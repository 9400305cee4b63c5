use std::cell::RefCell;
use std::path::PathBuf;
use std::process::ExitCode;
use std::rc::Rc;
use std::time::{Duration, Instant};

use clap::Parser;
use torus_snake::bot::{Bot, Controller};
use torus_snake::config::{GameConfig, THEME_CLASSIC};
use torus_snake::error::AppError;
use torus_snake::game::{Game, GameStatus};
use torus_snake::headless::run_bot_games;
use torus_snake::input::{Direction, GameInput, InputHandler};
use torus_snake::renderer::{self, CellCanvas, HudInfo};
use torus_snake::telemetry::{LogSink, TracingSubscriber};
use torus_snake::terminal_runtime::{TerminalSession, install_panic_hook};
use tracing::info;

#[derive(Debug, Parser)]
#[command(version, about)]
struct Cli {
    /// JSON config file. Flags below override its values.
    #[arg(long)]
    config: Option<PathBuf>,

    /// Board width in cells.
    #[arg(long)]
    width: Option<u16>,

    /// Board height in cells.
    #[arg(long)]
    height: Option<u16>,

    /// Seed for food placement and the bot.
    #[arg(long)]
    seed: Option<u64>,

    /// Start with the bot driving.
    #[arg(long)]
    bot: bool,

    /// Probability in [0, 1] that the bot makes a random move.
    #[arg(long)]
    mutation: Option<f64>,

    /// Milliseconds between ticks.
    #[arg(long = "tick-ms")]
    tick_ms: Option<u64>,

    /// Run bot games without a terminal UI and log the results.
    #[arg(long)]
    headless: bool,

    /// Number of games to play in headless mode.
    #[arg(long, default_value_t = 1)]
    games: u32,

    /// Tick cap per headless game.
    #[arg(long, default_value_t = 100_000)]
    max_ticks: u64,

    /// Write logs here. The terminal UI logs nowhere without it.
    #[arg(long)]
    log_file: Option<PathBuf>,
}

fn main() -> ExitCode {
    let cli = Cli::parse();

    match run(cli) {
        Ok(()) => ExitCode::SUCCESS,
        Err(error) => {
            eprintln!("torus-snake: {error}");
            ExitCode::FAILURE
        }
    }
}

fn run(cli: Cli) -> Result<(), AppError> {
    let config = resolve_config(&cli)?;

    let (sink, fallback) = match (&cli.log_file, cli.headless) {
        (Some(path), _) => (LogSink::File(path.clone()), "debug"),
        (None, true) => (LogSink::Stderr, "info"),
        (None, false) => (LogSink::Disabled, "info"),
    };
    TracingSubscriber::new()
        .rust_log_fallback(fallback)
        .sink(sink)
        .set_global_default()
        .map_err(AppError::Logging)?;

    info!(
        width = config.width,
        height = config.height,
        obstacles = config.obstacles.len(),
        seed = ?config.seed,
        "starting"
    );

    if cli.headless {
        let summaries = run_bot_games(&config, cli.games, cli.max_ticks);
        let best = summaries.iter().map(|summary| summary.score).max().unwrap_or(0);
        let victories = summaries
            .iter()
            .filter(|summary| summary.status == GameStatus::Victory)
            .count();
        info!(games = summaries.len(), best, victories, "headless run complete");
        return Ok(());
    }

    run_terminal(&config)
}

fn resolve_config(cli: &Cli) -> Result<GameConfig, AppError> {
    let mut config = match &cli.config {
        Some(path) => GameConfig::load(path)?,
        None => GameConfig::default(),
    };

    if let Some(width) = cli.width {
        config.width = width;
    }
    if let Some(height) = cli.height {
        config.height = height;
    }
    if let Some(seed) = cli.seed {
        config.seed = Some(seed);
    }
    if let Some(mutation) = cli.mutation {
        config.bot.mutation_probability = mutation;
    }
    if let Some(tick_ms) = cli.tick_ms {
        config.tick_interval_ms = tick_ms;
    }
    config.bot.enabled |= cli.bot;

    config.validate()?;
    Ok(config)
}

fn new_session(config: &GameConfig) -> (Game, Rc<RefCell<CellCanvas>>) {
    let mut game = config.build_game();
    let canvas = Rc::new(RefCell::new(CellCanvas::from_game(&game)));
    game.set_observer(Rc::clone(&canvas));
    (game, canvas)
}

fn run_terminal(config: &GameConfig) -> Result<(), AppError> {
    install_panic_hook();
    let mut terminal = TerminalSession::enter()?;
    let mut input = InputHandler::new();

    let mut bot = match config.seed {
        Some(seed) => Bot::new_with_seed(config.bot.mutation_probability, seed),
        None => Bot::new(config.bot.mutation_probability),
    };
    let mut bot_enabled = config.bot.enabled;
    let mut paused = false;
    let mut pending: Option<Direction> = None;

    let (mut game, mut canvas) = new_session(config);
    let tick_interval = Duration::from_millis(config.tick_interval_ms);
    let mut last_tick = Instant::now();

    loop {
        terminal.draw(|frame| {
            renderer::render(
                frame,
                &canvas.borrow(),
                &game,
                HudInfo {
                    bot_enabled,
                    paused,
                    theme: &THEME_CLASSIC,
                },
            );
        })?;

        let timeout = tick_interval.saturating_sub(last_tick.elapsed());
        if let Some(game_input) = input.poll_input(timeout)? {
            match game_input {
                GameInput::Quit => break,
                GameInput::Direction(direction) => pending = Some(direction),
                GameInput::ToggleBot => bot_enabled = !bot_enabled,
                GameInput::Pause if !game.is_game_over() => paused = !paused,
                GameInput::Restart if game.is_game_over() => {
                    (game, canvas) = new_session(config);
                    pending = None;
                    paused = false;
                }
                GameInput::Pause | GameInput::Restart => {}
            }
        }

        if last_tick.elapsed() < tick_interval {
            continue;
        }
        last_tick = Instant::now();

        if paused || game.is_game_over() {
            continue;
        }

        let direction = if bot_enabled {
            bot.next_direction(&game)
        } else {
            pending.take()
        };

        game.tick(direction);
    }

    Ok(())
}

□ □ □ □ □

Which lines in the listing hold the word "headless"? Copy them out.

■ EXERCISE RESULT
use torus_snake::headless::run_bot_games;
    headless: bool,
    /// Number of games to play in headless mode.
    /// Tick cap per headless game.
    let (sink, fallback) = match (&cli.log_file, cli.headless) {
    if cli.headless {
        info!(games = summaries.len(), best, victories, "headless run complete");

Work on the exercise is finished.